**ABOUT THIS EXERCISE:**
Looking at the records below, say how many lines include "yellow", and add nothing else.

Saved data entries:

┄┄┄┄┄┄

//! Output formatting utilities

use clap::ValueEnum;
use colored::Colorize;
use serde::Serialize;

/// Output format for CLI commands
#[derive(Debug, Clone, Copy, Default, ValueEnum)]
pub enum OutputFormat {
    /// Table format (default)
    #[default]
    Table,
    /// JSON format
    Json,
}

/// Print a value as pretty JSON
pub fn print_json<T: Serialize>(value: &T) -> anyhow::Result<()> {
    println!("{}", serde_json::to_string_pretty(value)?);
    Ok(())
}

pub fn print_success(message: &str) {
    println!("{} {}", "✓".green().bold(), message);
}

pub fn print_warning(message: &str) {
    println!("{} {}", "⚠".yellow().bold(), message);
}

pub fn print_info(message: &str) {
    println!("{} {}", "ℹ".blue().bold(), message);
}

/// Format confidence as percentage
pub fn format_confidence(confidence: f64) -> String {
    format!("{:.0}%", confidence * 100.0)
}

/// Format a pump duration, e.g. `2m 15s`
pub fn format_duration(seconds: u32) -> String {
    if seconds >= 60 {
        format!("{}m {:02}s", seconds / 60, seconds % 60)
    } else {
        format!("{}s", seconds)
    }
}

/// Color a water quality label
pub fn color_label(label: &str) -> String {
    match label {
        "EXCELLENT" => label.green().bold().to_string(),
        "GOOD" => label.green().to_string(),
        "POOR" => label.red().bold().to_string(),
        _ => label.yellow().to_string(),
    }
}

/// Color a pump action
pub fn color_action(action: &str) -> String {
    match action {
        "PUMP_ON" => action.red().bold().to_string(),
        "PUMP_OFF" => action.green().to_string(),
        _ => action.to_string(),
    }
}

/// Color confidence based on value
pub fn color_confidence(confidence: f64) -> String {
    let formatted = format_confidence(confidence);
    if confidence >= 0.8 {
        formatted.green().to_string()
    } else if confidence >= 0.6 {
        formatted.yellow().to_string()
    } else {
        formatted.red().to_string()
    }
}

/// Color a loaded/missing flag
pub fn color_loaded(loaded: bool) -> String {
    if loaded {
        "loaded".green().to_string()
    } else {
        "missing".red().to_string()
    }
}

#[cfg(test)]
mod tests {
    use super::*;

    #[test]
    fn test_format_duration() {
        assert_eq!(format_duration(0), "0s");
        assert_eq!(format_duration(45), "45s");
        assert_eq!(format_duration(119), "1m 59s");
        assert_eq!(format_duration(300), "5m 00s");
    }

    #[test]
    fn test_format_confidence() {
        assert_eq!(format_confidence(0.85), "85%");
        assert_eq!(format_confidence(1.0), "100%");
    }

    #[test]
    fn test_colors_keep_text() {
        colored::control::set_override(false);
        assert_eq!(color_label("POOR"), "POOR");
        assert_eq!(color_action("PUMP_ON"), "PUMP_ON");
        assert_eq!(color_loaded(false), "missing");
    }
}
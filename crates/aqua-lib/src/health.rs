//! Health tracking for the prediction service
//!
//! Each model pipeline is a component. A bundle that failed to load marks
//! its component unhealthy, which keeps `/readyz` failing until restart.

use crate::error::PipelineError;
use serde::{Deserialize, Serialize};
use std::collections::HashMap;
use std::sync::Arc;
use tokio::sync::RwLock;

/// Health status of a component
#[derive(Debug, Clone, Copy, PartialEq, Eq, Serialize, Deserialize)]
#[serde(rename_all = "lowercase")]
pub enum ComponentStatus {
    Healthy,
    Unhealthy,
}

#[derive(Debug, Clone, Serialize, Deserialize)]
pub struct ComponentHealth {
    pub status: ComponentStatus,
    #[serde(skip_serializing_if = "Option::is_none")]
    pub message: Option<String>,
    pub last_check_timestamp: i64,
}

impl ComponentHealth {
    fn with_status(status: ComponentStatus, message: Option<String>) -> Self {
        Self {
            status,
            message,
            last_check_timestamp: chrono::Utc::now().timestamp(),
        }
    }

    pub fn healthy() -> Self {
        Self::with_status(ComponentStatus::Healthy, None)
    }

    pub fn unhealthy(message: impl Into<String>) -> Self {
        Self::with_status(ComponentStatus::Unhealthy, Some(message.into()))
    }
}

/// Overall health response
#[derive(Debug, Clone, Serialize, Deserialize)]
pub struct HealthResponse {
    pub status: ComponentStatus,
    pub components: HashMap<String, ComponentHealth>,
}

impl HealthResponse {
    /// Unhealthy if any component is; no components is healthy
    pub fn compute_status(components: &HashMap<String, ComponentHealth>) -> ComponentStatus {
        components
            .values()
            .map(|c| c.status)
            .find(|status| *status == ComponentStatus::Unhealthy)
            .unwrap_or(ComponentStatus::Healthy)
    }
}

#[derive(Debug, Clone, Serialize, Deserialize)]
pub struct ReadinessResponse {
    pub ready: bool,
    #[serde(skip_serializing_if = "Option::is_none")]
    pub reason: Option<String>,
}

/// Component names for health tracking
pub mod components {
    pub const CLASSIFIER: &str = "classifier";
    pub const FORECASTER: &str = "forecaster";
}

/// Health registry shared by the service and its probes
#[derive(Debug, Clone, Default)]
pub struct HealthRegistry {
    components: Arc<RwLock<HashMap<String, ComponentHealth>>>,
    ready: Arc<RwLock<bool>>,
}

impl HealthRegistry {
    pub fn new() -> Self {
        Self::default()
    }

    /// Register a component with initial healthy status
    pub async fn register(&self, name: &str) {
        self.update(name, ComponentHealth::healthy()).await;
    }

    pub async fn update(&self, name: &str, health: ComponentHealth) {
        self.components
            .write()
            .await
            .insert(name.to_string(), health);
    }

    pub async fn set_healthy(&self, name: &str) {
        self.update(name, ComponentHealth::healthy()).await;
    }

    pub async fn set_unhealthy(&self, name: &str, message: impl Into<String>) {
        self.update(name, ComponentHealth::unhealthy(message)).await;
    }

    /// Record the outcome of loading a model bundle
    pub async fn record_load<T>(&self, name: &str, outcome: &Result<T, PipelineError>) {
        match outcome {
            Ok(_) => self.set_healthy(name).await,
            Err(e) => self.set_unhealthy(name, format!("{}: {}", e.code(), e)).await,
        }
    }

    pub async fn set_ready(&self, ready: bool) {
        *self.ready.write().await = ready;
    }

    pub async fn health(&self) -> HealthResponse {
        let components = self.components.read().await.clone();
        let status = HealthResponse::compute_status(&components);
        HealthResponse { status, components }
    }

    pub async fn readiness(&self) -> ReadinessResponse {
        let ready = *self.ready.read().await;
        let health = self.health().await;

        let reason = if !ready {
            Some("Service not yet initialized".to_string())
        } else if health.status == ComponentStatus::Unhealthy {
            let mut failed: Vec<&str> = health
                .components
                .iter()
                .filter(|(_, c)| c.status == ComponentStatus::Unhealthy)
                .map(|(name, _)| name.as_str())
                .collect();
            failed.sort_unstable();
            Some(format!("Model not loaded: {}", failed.join(", ")))
        } else {
            None
        };

        ReadinessResponse {
            ready: reason.is_none(),
            reason,
        }
    }
}

#[cfg(test)]
mod tests {
    use super::components::{CLASSIFIER, FORECASTER};
    use super::*;
    use std::path::PathBuf;

    #[tokio::test]
    async fn test_health_registry_initial_state() {
        let registry = HealthRegistry::new();
        let health = registry.health().await;

        assert_eq!(health.status, ComponentStatus::Healthy);
        assert!(health.components.is_empty());
    }

    #[tokio::test]
    async fn test_component_registration() {
        let registry = HealthRegistry::new();
        registry.register(CLASSIFIER).await;

        let health = registry.health().await;
        assert_eq!(health.components[CLASSIFIER].status, ComponentStatus::Healthy);
    }

    #[tokio::test]
    async fn test_one_unhealthy_component_fails_overall() {
        let registry = HealthRegistry::new();
        registry.register(CLASSIFIER).await;
        registry.register(FORECASTER).await;
        assert_eq!(registry.health().await.status, ComponentStatus::Healthy);

        registry.set_unhealthy(CLASSIFIER, "bundle missing").await;
        assert_eq!(registry.health().await.status, ComponentStatus::Unhealthy);
    }

    #[tokio::test]
    async fn test_record_load_failure() {
        let registry = HealthRegistry::new();
        let failed: Result<(), PipelineError> = Err(PipelineError::BundleLoad {
            path: PathBuf::from("models/forecast.json"),
            reason: "No such file or directory".to_string(),
        });
        registry.record_load(CLASSIFIER, &Ok::<_, PipelineError>(())).await;
        registry.record_load(FORECASTER, &failed).await;

        let health = registry.health().await;
        let forecaster = &health.components[FORECASTER];
        assert_eq!(forecaster.status, ComponentStatus::Unhealthy);
        assert!(forecaster
            .message
            .as_deref()
            .unwrap()
            .starts_with("BUNDLE_LOAD_FAILED"));
    }

    #[tokio::test]
    async fn test_readiness_not_ready_initially() {
        let readiness = HealthRegistry::new().readiness().await;
        assert!(!readiness.ready);
        assert!(readiness.reason.is_some());
    }

    #[tokio::test]
    async fn test_readiness_ready_when_set() {
        let registry = HealthRegistry::new();
        registry.register(CLASSIFIER).await;
        registry.set_ready(true).await;

        let readiness = registry.readiness().await;
        assert!(readiness.ready);
        assert!(readiness.reason.is_none());
    }

    #[tokio::test]
    async fn test_readiness_names_failed_models() {
        let registry = HealthRegistry::new();
        registry.register(CLASSIFIER).await;
        registry.set_unhealthy(FORECASTER, "Failed").await;
        registry.set_ready(true).await;

        let readiness = registry.readiness().await;
        assert!(!readiness.ready);
        assert_eq!(readiness.reason.as_deref(), Some("Model not loaded: forecaster"));
    }
}
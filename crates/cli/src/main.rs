//! Aqua IoT AI service CLI
//!
//! Queries model status, classifies readings and requests forecasts from a
//! running `aqua-ai-service`.

mod client;
mod commands;
mod output;

use anyhow::Result;
use clap::{Parser, Subcommand};
use commands::{health, predict};
use std::path::PathBuf;

/// Aqua IoT AI service CLI
#[derive(Parser)]
#[command(name = "aquactl")]
#[command(author, version, about = "CLI for the Aqua IoT water quality service", long_about = None)]
pub struct Cli {
    /// Service URL (can also be set via AQUA_API_URL env var)
    #[arg(long, env = "AQUA_API_URL", default_value = "http://localhost:8000")]
    pub api_url: String,

    /// Output format
    #[arg(long, short, default_value = "table")]
    pub format: output::OutputFormat,

    #[command(subcommand)]
    pub command: Commands,
}

#[derive(Subcommand)]
pub enum Commands {
    /// Show which models are loaded and the forecast configuration
    Health,

    /// Classify water quality and get a pump recommendation
    Classify {
        /// Water pH
        #[arg(long, allow_hyphen_values = true)]
        ph: f64,

        /// Turbidity in NTU
        #[arg(long, allow_hyphen_values = true)]
        turbidity: f64,

        /// Water temperature in °C
        #[arg(long, allow_hyphen_values = true)]
        temperature: f64,
    },

    /// Forecast pond conditions for the next step
    Forecast {
        /// Current pH
        #[arg(long, allow_hyphen_values = true)]
        ph: Option<f64>,

        /// Current turbidity in NTU
        #[arg(long, allow_hyphen_values = true)]
        turbidity: Option<f64>,

        /// Current water temperature in °C
        #[arg(long, allow_hyphen_values = true)]
        temperature: Option<f64>,

        /// JSON file with recent readings (array, or object with a "history" array)
        #[arg(long)]
        history: Option<PathBuf>,
    },
}

#[tokio::main]
async fn main() -> Result<()> {
    let cli = Cli::parse();

    let client = client::ApiClient::new(&cli.api_url)?;

    match cli.command {
        Commands::Health => {
            health::show_health(&client, cli.format).await?;
        }
        Commands::Classify {
            ph,
            turbidity,
            temperature,
        } => {
            predict::classify(&client, ph, turbidity, temperature, cli.format).await?;
        }
        Commands::Forecast {
            ph,
            turbidity,
            temperature,
            history,
        } => {
            let history = history
                .as_deref()
                .map(predict::load_history)
                .transpose()?;
            let request = client::ForecastRequest {
                ph,
                turbidity,
                temperature,
                history,
            };
            predict::forecast(&client, &request, cli.format).await?;
        }
    }

    Ok(())
}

┄┄┄┄┄┄

**EXERCISE ANSWER:**
3